DLand - Me = Winner .... Bossman = Loser

I got lots of presents today. Bossman is back from his trip and he came bearing gifts. I got a new black ball cap with “Venetian” embroidered on it (Mrs. Bossman got that for entering the tournament). And I got a stuffed monkey that he won me at the carnival (again with the monkeys). Plus I got an M&M t-shirt and another Vegas t-shirt that changes colors in the sun. Photo-sensitive ink is cool. I loves me a technologically advanced piece of clothing. The icing on the cake (mmmm, icing) was the new Caramel M&M's that came from the M&M store. We taste tested them, but the jury is still out on whether we like them.Bossman: “The second one was better than the first one.” Me: “They have a nice bouquet. Would you like to sniff the wrapper?” Bossman: “Wonder if they keep getting better? Like by the 10th one, we'll be fighting over the bag.” Me: “Let's not risk it.” Bossman didn't fair so well in the gambling world. He said the hat and the monkey were about all he won in Vegas and I got both of them. But he did have an $80 breakfast yesterday. Room service in Vegas is a grand affair. They brought a toaster up so that they could toast their own muffins in the room. And a huge bouquet of flowers. And fresh squeezed orange juice. No wonder it was $80. We agreed for that price one could take a limo to Wal-Mart and buy your own toaster. Good thing room service was comped with the rooms. Needless to say, I bought lunch today since he's broke and we're all happy tomorrow's pay day.

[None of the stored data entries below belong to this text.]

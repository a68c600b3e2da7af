//! Token usage counters.

use serde::{Deserialize, Serialize};

/// Token usage for a generation, as last reported by the server.
#[derive(Debug, Clone, Serialize, Deserialize, Default, PartialEq, Eq)]
pub struct Usage {
    pub input_tokens: u32,
    pub output_tokens: u32,
    pub total_tokens: u32,
}
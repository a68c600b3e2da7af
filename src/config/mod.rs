//! Client configuration (builder or environment).

pub mod endpoints;

pub use endpoints::{normalize_domain, Endpoints};

use std::fmt;
use std::time::Duration;

use bon::Builder;
use tracing::warn;

pub const DEFAULT_MODEL: &str = "gpt-4";
pub const DEFAULT_TIMEOUT: Duration = Duration::from_secs(60);
pub const DEFAULT_EVENT_QUEUE_CAPACITY: usize = 64;
pub const DEFAULT_REFRESH_MARGIN: Duration = Duration::from_secs(60);

/// Configuration for [`CopilotLlm`](crate::generation::CopilotLlm).
///
/// ```
/// use std::time::Duration;
/// use copilot_llm::config::CopilotConfig;
///
/// let config = CopilotConfig::builder()
///     .github_token("gho_example")
///     .model("gpt-4o")
///     .timeout(Duration::from_secs(30))
///     .build();
/// assert_eq!(config.event_queue_capacity, 64);
/// ```
#[derive(Clone, Builder)]
pub struct CopilotConfig {
    /// GitHub token: `github_pat_` tokens are used directly, others exchanged.
    #[builder(into)]
    pub github_token: Option<String>,
    /// GitHub Enterprise domain or URL.
    #[builder(into)]
    pub enterprise_url: Option<String>,
    #[builder(into, default = DEFAULT_MODEL.to_string())]
    pub model: String,
    /// Per-request timeout for token endpoints and non-streaming completions.
    #[builder(default = DEFAULT_TIMEOUT)]
    pub timeout: Duration,
    /// Capacity of the delta queue between a transport and the consumer.
    #[builder(default = DEFAULT_EVENT_QUEUE_CAPACITY)]
    pub event_queue_capacity: usize,
    /// How long before expiry an exchanged credential is refreshed.
    #[builder(default = DEFAULT_REFRESH_MARGIN)]
    pub refresh_margin: Duration,
    /// Explicit endpoint set; derived from `enterprise_url` when absent.
    pub endpoints: Option<Endpoints>,
    pub http_client: Option<reqwest::Client>,
}

impl fmt::Debug for CopilotConfig {
    fn fmt(&self, f: &mut fmt::Formatter<'_>) -> fmt::Result {
        f.debug_struct("CopilotConfig")
            .field("github_token", &self.github_token.as_ref().map(|_| "***"))
            .field("enterprise_url", &self.enterprise_url)
            .field("model", &self.model)
            .field("timeout", &self.timeout)
            .field("event_queue_capacity", &self.event_queue_capacity)
            .field("refresh_margin", &self.refresh_margin)
            .field("endpoints", &self.endpoints)
            .field("http_client", &self.http_client.as_ref().map(|_| ".."))
            .finish()
    }
}

impl Default for CopilotConfig {
    fn default() -> Self {
        Self::builder().build()
    }
}

impl CopilotConfig {
    /// Load from environment variables (after reading `.env` if present).
    ///
    /// - `COPILOT_GITHUB_TOKEN`, falling back to `GITHUB_TOKEN`
    /// - `GITHUB_ENTERPRISE_URL`
    /// - `COPILOT_MODEL`
    /// - `COPILOT_TIMEOUT_SECS`
    pub fn from_env() -> Self {
        let _ = dotenvy::dotenv(); // load .env if present, ignore error
        Self::from_lookup(|key| std::env::var(key).ok())
    }

    /// Build from an arbitrary variable lookup. Blank values count as unset.
    pub fn from_lookup(lookup: impl Fn(&str) -> Option<String>) -> Self {
        let get = |key: &str| lookup(key).filter(|v| !v.trim().is_empty());

        let mut config = Self::builder()
            .maybe_github_token(get("COPILOT_GITHUB_TOKEN").or_else(|| get("GITHUB_TOKEN")))
            .maybe_enterprise_url(get("GITHUB_ENTERPRISE_URL"))
            .build();

        if let Some(model) = get("COPILOT_MODEL") {
            config.model = model;
        }
        if let Some(raw) = get("COPILOT_TIMEOUT_SECS") {
            match raw.trim().parse::<u64>() {
                Ok(secs) if secs > 0 => config.timeout = Duration::from_secs(secs),
                _ => warn!(value = %raw, "Ignoring invalid COPILOT_TIMEOUT_SECS"),
            }
        }
        config
    }

    /// Endpoints in effect: the explicit set, or one derived from `enterprise_url`.
    pub fn resolved_endpoints(&self) -> Endpoints {
        self.endpoints
            .clone()
            .unwrap_or_else(|| Endpoints::resolve(self.enterprise_url.as_deref()))
    }
}
//! Generation orchestration: the Copilot client, prompt flattening and
//! stream collection.

pub mod collect;
pub mod llm;
pub mod prompt;

pub use collect::collect_stream;
pub use llm::CopilotLlm;
pub use prompt::{extract_text, format_prompt};
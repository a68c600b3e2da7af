use std::sync::Arc;
use std::time::Duration;

use tokio_util::sync::CancellationToken;
use tracing::{debug, info};

use super::credential::{classify_token, CredentialStore, Provenance};
use super::exchange::CredentialExchanger;
use super::AuthError;

/// Hands out a usable bearer credential for chat calls.
///
/// Direct tokens are returned as-is. Anything else is exchanged and cached in
/// the shared [`CredentialStore`] until it gets within `refresh_margin` of
/// expiry.
#[derive(Debug, Clone)]
pub struct CredentialManager {
    github_token: String,
    provenance: Provenance,
    exchanger: CredentialExchanger,
    store: Arc<CredentialStore>,
    refresh_margin: Duration,
}

impl CredentialManager {
    pub fn new(
        github_token: impl Into<String>,
        exchanger: CredentialExchanger,
        store: Arc<CredentialStore>,
        refresh_margin: Duration,
    ) -> Self {
        let github_token = github_token.into();
        let provenance = classify_token(&github_token);
        Self {
            github_token,
            provenance,
            exchanger,
            store,
            refresh_margin,
        }
    }

    pub fn provenance(&self) -> Provenance {
        self.provenance
    }

    pub fn store(&self) -> &Arc<CredentialStore> {
        &self.store
    }

    /// Return a credential valid for at least `refresh_margin`.
    ///
    /// Concurrent callers that find the cache stale queue on the store's write
    /// lock; the first performs the exchange and the rest reuse its result.
    pub async fn ensure_credential(&self, cancel: &CancellationToken) -> Result<String, AuthError> {
        if cancel.is_cancelled() {
            return Err(AuthError::Cancelled);
        }
        if self.provenance == Provenance::Direct {
            return Ok(self.github_token.clone());
        }

        if let Some(credential) = self.store.valid(self.refresh_margin).await {
            return Ok(credential.value().to_string());
        }

        let mut guard = tokio::select! {
            biased;
            _ = cancel.cancelled() => return Err(AuthError::Cancelled),
            guard = self.store.lock() => guard,
        };
        if let Some(credential) = guard.valid(self.refresh_margin) {
            debug!("Credential refreshed by another caller");
            return Ok(credential.value().to_string());
        }

        let credential = self.exchanger.exchange(&self.github_token, cancel).await?;
        info!(expires_at = ?credential.expires_at(), "Copilot credential refreshed");
        let value = credential.value().to_string();
        guard.store(credential);
        Ok(value)
    }

    /// Drop the cached exchanged credential so the next call re-exchanges.
    pub async fn invalidate(&self) {
        if self.provenance == Provenance::Exchanged {
            debug!("Invalidating cached Copilot credential");
            self.store.clear().await;
        }
    }
}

DLand - Best 10 Dollars I Ever Spent

Genie says: heheheheheheheheGenie says: oooo eeee EEEEE! Dan says: uh huh ... I am TRYING to get out the door to head to Greensboro ... and I get a friggin Monkey Phone Call Dan says: :-) Genie says: hehehehehehe Dan says: there will be retribution Genie says: so was it a very realistic monkey? Dan says: no, it was a FRIGGIN person Dan says: wasn't even taped Dan says: you do much better Genie says: I'll see if I can get some free lance work from him :) Dan says: “Hello Dan, someone has sent you a monkey phone call ... are you ready?” Genie says: hee hee Dan says: rather lame ... not nearly as good as an origami boulder Genie says: but it was more personal than an origami boulder. Dan says: well, I guess the point is that no one can do better than the original monkey Dan says: all others are a distant second Genie says: thank you ... that means a lot. Dan says: well, everyone has to have something they are good at Dan says: oooo oooo EEEEE Genie says: ooo ooo EEE, indeed. Dan says: ok, heading to Greensboro Genie says: ok, have fun.

DLand - Achy Breaky Entry

Sooooo Tired I didn't do anything for Mother's Day. Well, that's not true. I gave my mother a nice 3 quart pot and came over to wash my clothes. And my mother folded my laundry for me for Mother's Day. No, I'm not a horrible daughter. She did this without my authorization or knowledge. I came back to get my clothes and they were folded and in a cardboard box waiting for me. And she made me tapioca pudding too. Mom rocks.Been in a funk most of today. I blamed it on physical fatigue yesterday. And that was probably true. I'm covered in bruises and scrapes and sore spots from things I can't even remember. Moving is hard. And today, I thought I would accomplish so much more. But it just wasn't happening. The blinds going up and the last of my dishes put away seemed to have been the bulk of my achievements. Oh, and the big ass table is put together and upright. I have a washer and dryer now temporarily thanks to my superior parents - delivered and installed today. I was going to bring it inside myself because I'm just that stubborn, but I'm apparently not strong enough to pull a washer up four brick steps on a dolly alone. Oh, I tried. But I had enough sense to quit while I was ahead. Like Dad says, if I had his physical strength, I'd be dangerous. I did get the washer hosed off and tipped over to dump the water out and onto the dolly. Just those damn steps were a bit too much. There are still starlings living in my stove exhaust vent. Damn hateful birds. Dad “got rid of” the momma bird and the eggs (now he sounds like Pussy from the Sopranos). But new birds have moved in (probably the original momma's cousins or some such). I'm not interested in bird murder, but I want them gone as they are harrassing my cat and making a general ruckus. So I asked Dad to make them “go away” if I promised to never ask where they went or how they went away. I think he will make them an offer they can't refuse soon. Ugh. Well, I just typed “if I was” and it took me four times of reading the sentence before I realized it and fixed it. This tells me my brain has gone to bed and I should follow it soon. I'll fix the rest of my typos and grammar violations in the morning.